**Task goal**
What you return should be the lines of the data containing "Target", each in full.

**Raw data**
----------

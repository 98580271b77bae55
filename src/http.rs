//! Transport seam for OAuth token endpoint calls.
//!
//! [`TokenHttpClient`] is the authorizer's only dependency on an HTTP stack. Each token request
//! gets a fresh [`ResponseMetadataSlot`]; the transport records the status and `Retry-After`
//! hint there so failures can be classified after `oauth2` resolves.

// std
use std::ops::Deref;
// crates.io
use oauth2::{AsyncHttpClient, HttpClientError, HttpRequest, HttpResponse};
#[cfg(feature = "reqwest")] use reqwest::header::{HeaderMap, RETRY_AFTER};
#[cfg(feature = "reqwest")] use time::format_description::well_known::Rfc2822;
// self
use crate::_prelude::*;
#[cfg(feature = "reqwest")] use crate::error::{ConfigError, TransientError, TransportError};

/// HTTP transport able to execute token requests and explain its own failures.
///
/// Implementations are shared behind `Arc` across tasks, and the handles they hand out must own
/// their state so request futures stay `Send`.
pub trait TokenHttpClient
where
	Self: 'static + Send + Sync,
{
	/// Concrete error emitted by the underlying transport.
	type TransportError: 'static + Send + Sync + StdError;

	/// [`AsyncHttpClient`] handle tied to a [`ResponseMetadataSlot`].
	type Handle: for<'c> AsyncHttpClient<
			'c,
			Error = HttpClientError<Self::TransportError>,
			Future: 'c + Send,
		>
		+ 'static
		+ Send
		+ Sync;

	/// Builds a handle that records response metadata in `slot`.
	///
	/// Handles call [`ResponseMetadataSlot::take`] before dispatching and
	/// [`ResponseMetadataSlot::store`] once a status is known.
	fn with_metadata(&self, slot: ResponseMetadataSlot) -> Self::Handle;

	/// Converts a transport failure into a bridge error.
	fn map_transport_error(
		&self,
		metadata: Option<&ResponseMetadata>,
		error: HttpClientError<Self::TransportError>,
	) -> Error;
}

/// Metadata captured from the most recent HTTP response.
#[derive(Clone, Debug, Default)]
pub struct ResponseMetadata {
	/// HTTP status code, if a response arrived.
	pub status: Option<u16>,
	/// `Retry-After` hint as a relative duration.
	pub retry_after: Option<Duration>,
}

/// Shared slot carrying [`ResponseMetadata`] from the transport to the error mapper.
#[derive(Clone, Debug, Default)]
pub struct ResponseMetadataSlot(Arc<Mutex<Option<ResponseMetadata>>>);
impl ResponseMetadataSlot {
	/// Stores metadata for the current request.
	pub fn store(&self, meta: ResponseMetadata) {
		*self.0.lock() = Some(meta);
	}

	/// Takes the captured metadata, leaving the slot empty.
	pub fn take(&self) -> Option<ResponseMetadata> {
		self.0.lock().take()
	}
}

/// reqwest-backed [`TokenHttpClient`].
///
/// Token endpoints answer directly, so clients passed in should not follow redirects;
/// [`ReqwestHttpClient::without_redirects`] builds one that does not.
#[cfg(feature = "reqwest")]
#[derive(Clone, Debug, Default)]
pub struct ReqwestHttpClient(pub ReqwestClient);
#[cfg(feature = "reqwest")]
impl ReqwestHttpClient {
	/// Wraps an existing client.
	pub fn with_client(client: ReqwestClient) -> Self {
		Self(client)
	}

	/// Builds a client with redirect following disabled.
	pub fn without_redirects() -> Result<Self, ConfigError> {
		let client = ReqwestClient::builder().redirect(reqwest::redirect::Policy::none()).build()?;

		Ok(Self(client))
	}
}
#[cfg(feature = "reqwest")]
impl AsRef<ReqwestClient> for ReqwestHttpClient {
	fn as_ref(&self) -> &ReqwestClient {
		&self.0
	}
}
#[cfg(feature = "reqwest")]
impl Deref for ReqwestHttpClient {
	type Target = ReqwestClient;

	fn deref(&self) -> &Self::Target {
		&self.0
	}
}
#[cfg(feature = "reqwest")]
impl TokenHttpClient for ReqwestHttpClient {
	type Handle = InstrumentedHandle;
	type TransportError = ReqwestError;

	fn with_metadata(&self, slot: ResponseMetadataSlot) -> Self::Handle {
		InstrumentedHandle(Arc::new(InstrumentedInner { client: self.0.clone(), slot }))
	}

	fn map_transport_error(
		&self,
		meta: Option<&ResponseMetadata>,
		err: HttpClientError<ReqwestError>,
	) -> Error {
		let status = meta.and_then(|m| m.status);
		let retry_after = meta.and_then(|m| m.retry_after);

		match err {
			HttpClientError::Reqwest(inner) if inner.is_builder() => ConfigError::from(*inner).into(),
			HttpClientError::Reqwest(inner) if inner.is_timeout() => TransientError::token_endpoint(
				"request timed out",
				status.or_else(|| inner.status().map(|code| code.as_u16())),
				retry_after,
			)
			.into(),
			HttpClientError::Reqwest(inner) => TransportError::from(*inner).into(),
			HttpClientError::Http(inner) => ConfigError::from(inner).into(),
			HttpClientError::Io(inner) => TransportError::Io(inner).into(),
			HttpClientError::Other(message) =>
				TransientError::token_endpoint(message, status, retry_after).into(),
			_ => TransientError::token_endpoint("HTTP client error", status, retry_after).into(),
		}
	}
}

#[cfg(feature = "reqwest")]
struct InstrumentedInner {
	client: ReqwestClient,
	slot: ResponseMetadataSlot,
}

/// Handle returned by [`ReqwestHttpClient`]; records status and `Retry-After` per response.
#[cfg(feature = "reqwest")]
#[derive(Clone)]
pub struct InstrumentedHandle(Arc<InstrumentedInner>);
#[cfg(feature = "reqwest")]
impl<'c> AsyncHttpClient<'c> for InstrumentedHandle {
	type Error = HttpClientError<ReqwestError>;
	type Future =
		Pin<Box<dyn Future<Output = Result<HttpResponse, Self::Error>> + 'c + Send + Sync>>;

	fn call(&'c self, request: HttpRequest) -> Self::Future {
		let inner = Arc::clone(&self.0);

		Box::pin(async move {
			inner.slot.take();

			let response = inner
				.client
				.execute(request.try_into().map_err(Box::new)?)
				.await
				.map_err(Box::new)?;
			let status = response.status();
			let headers = response.headers().to_owned();

			inner
				.slot
				.store(ResponseMetadata { status: Some(status.as_u16()), retry_after: parse_retry_after(&headers) });

			let mut converted = HttpResponse::new(response.bytes().await.map_err(Box::new)?.to_vec());

			*converted.status_mut() = status;
			*converted.headers_mut() = headers;

			Ok(converted)
		})
	}
}

#[cfg(feature = "reqwest")]
pub(crate) fn parse_retry_after(headers: &HeaderMap) -> Option<Duration> {
	let raw = headers.get(RETRY_AFTER)?.to_str().ok()?.trim();

	if let Ok(secs) = raw.parse::<u32>() {
		return Some(Duration::seconds(secs.into()));
	}

	let delta = OffsetDateTime::parse(raw, &Rfc2822).ok()? - OffsetDateTime::now_utc();

	delta.is_positive().then_some(delta)
}
// self
use crate::{_prelude::*, obs::FlowKind};

/// Instrumented future when tracing is enabled.
#[cfg(feature = "tracing")]
pub type InstrumentedFlow<F> = tracing::instrument::Instrumented<F>;
/// Passthrough future when tracing is disabled.
#[cfg(not(feature = "tracing"))]
pub type InstrumentedFlow<F> = F;

/// Span wrapping one bridge operation.
#[derive(Clone, Debug)]
pub struct FlowSpan {
	#[cfg(feature = "tracing")]
	span: tracing::Span,
}
impl FlowSpan {
	/// Opens a span for `kind` at `stage`.
	pub fn new(kind: FlowKind, stage: &'static str) -> Self {
		#[cfg(feature = "tracing")]
		{
			Self { span: tracing::info_span!("delegated_auth.flow", flow = kind.as_str(), stage) }
		}
		#[cfg(not(feature = "tracing"))]
		{
			let _ = (kind, stage);

			Self {}
		}
	}

	/// Instruments a future without holding a guard across `.await` points.
	pub fn instrument<Fut>(&self, fut: Fut) -> InstrumentedFlow<Fut>
	where
		Fut: Future,
	{
		#[cfg(feature = "tracing")]
		{
			use tracing::Instrument;

			fut.instrument(self.span.clone())
		}
		#[cfg(not(feature = "tracing"))]
		{
			fut
		}
	}
}
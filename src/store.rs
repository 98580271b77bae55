//! Storage contract for service credentials and pending consents, plus the in-memory backend.

pub mod memory;

pub use memory::MemoryStore;

// self
use crate::{
	_prelude::*,
	auth::{CredentialKey, PendingConsent, ServiceCredential},
};

/// Boxed future returned by [`CredentialStore`] operations.
pub type StoreFuture<'a, T> = Pin<Box<dyn Future<Output = Result<T, StoreError>> + 'a + Send>>;

/// Storage backend for per-(subject, service) credentials and pending consents.
///
/// Every mutation of a credential is a compare-and-swap on its store-assigned version, so two
/// writers racing on the same key cannot both win.
pub trait CredentialStore
where
	Self: Send + Sync,
{
	/// Fetches the credential stored under `key`.
	fn fetch<'a>(&'a self, key: &'a CredentialKey) -> StoreFuture<'a, Option<ServiceCredential>>;

	/// Writes `replacement` under its key if the stored version equals `expected_version`.
	///
	/// `None` means the slot must be empty. On success the store assigns and returns the new
	/// version.
	fn compare_and_swap(
		&self,
		expected_version: Option<u64>,
		replacement: ServiceCredential,
	) -> StoreFuture<'_, CompareAndSwapOutcome>;

	/// Removes the credential if its version equals `expected_version`; `None` removes it
	/// unconditionally. Returns whether a credential was removed.
	fn invalidate<'a>(
		&'a self,
		key: &'a CredentialKey,
		expected_version: Option<u64>,
	) -> StoreFuture<'a, bool>;

	/// Persists a pending consent keyed by its `state`.
	fn put_pending(&self, consent: PendingConsent) -> StoreFuture<'_, ()>;

	/// Atomically claims the pending consent for `state`.
	///
	/// A claimed consent stays behind as a redeemed marker until it expires, so a replayed
	/// `state` is told apart from an unknown one.
	fn claim_pending<'a>(
		&'a self,
		state: &'a str,
		now: OffsetDateTime,
	) -> StoreFuture<'a, ConsentClaim>;

	/// Drops pending consents and redeemed markers that expired at `now`; returns how many.
	fn purge_expired(&self, now: OffsetDateTime) -> StoreFuture<'_, usize>;
}

/// Result of a versioned compare-and-swap.
#[derive(Clone, Copy, Debug, PartialEq, Eq, Serialize, Deserialize)]
pub enum CompareAndSwapOutcome {
	/// The write landed; carries the version assigned by the store.
	Updated(u64),
	/// A credential exists but its version differs from the expected one.
	VersionMismatch,
	/// A version was expected but no credential is stored.
	Missing,
}

/// Result of claiming a pending consent.
#[derive(Clone, Debug)]
pub enum ConsentClaim {
	/// First claim; the caller now owns the consent.
	Claimed(PendingConsent),
	/// The consent was already claimed.
	AlreadyRedeemed,
	/// The consent timed out before it was claimed; it has been dropped.
	Expired,
	/// No consent was ever recorded for the state (or it was purged).
	Missing,
}

/// Error type produced by [`CredentialStore`] implementations.
#[derive(Clone, Debug, PartialEq, Eq, Serialize, Deserialize, ThisError)]
pub enum StoreError {
	/// The credential or consent could not be (de)serialized by the backend.
	#[error("Serialization error: {message}.")]
	Serialization {
		/// Human-readable error payload.
		message: String,
	},
	/// Backend-level failure.
	#[error("Backend failure: {message}.")]
	Backend {
		/// Human-readable error payload.
		message: String,
	},
}
//! Consent flows awaiting the provider redirect.

// self
use crate::{
	_prelude::*,
	auth::{CredentialKey, ScopeSet, TokenSecret},
};

/// Record of a consent flow the user has not completed yet.
///
/// Keyed in the store by the opaque `state`; the PKCE verifier never leaves the bridge.
#[derive(Clone, Serialize, Deserialize)]
pub struct PendingConsent {
	/// Subject + service the consent is for.
	pub key: CredentialKey,
	/// Opaque `state` the provider echoes back.
	pub state: String,
	/// Redirect URI sent with the authorization request; repeated on exchange.
	pub redirect_uri: Url,
	/// Scopes requested from the provider.
	pub scopes: ScopeSet,
	/// PKCE verifier paired with the challenge in the authorization URL.
	pub pkce_verifier: Option<TokenSecret>,
	/// Authorization URL handed to the user.
	pub authorization_url: Url,
	/// Creation instant.
	pub created_at: OffsetDateTime,
	/// Instant after which the consent can no longer be completed.
	pub expires_at: OffsetDateTime,
}
impl PendingConsent {
	/// Whether the consent timed out at `instant`.
	pub fn is_expired_at(&self, instant: OffsetDateTime) -> bool {
		instant >= self.expires_at
	}
}
impl Debug for PendingConsent {
	fn fmt(&self, f: &mut Formatter) -> FmtResult {
		f.debug_struct("PendingConsent")
			.field("key", &self.key)
			.field("state", &self.state)
			.field("redirect_uri", &self.redirect_uri)
			.field("scopes", &self.scopes)
			.field("pkce_verifier", &self.pkce_verifier)
			.field("authorization_url", &self.authorization_url)
			.field("created_at", &self.created_at)
			.field("expires_at", &self.expires_at)
			.finish()
	}
}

----------

**Output**
	type Target = ReqwestClient;
	fn deref(&self) -> &Self::Target {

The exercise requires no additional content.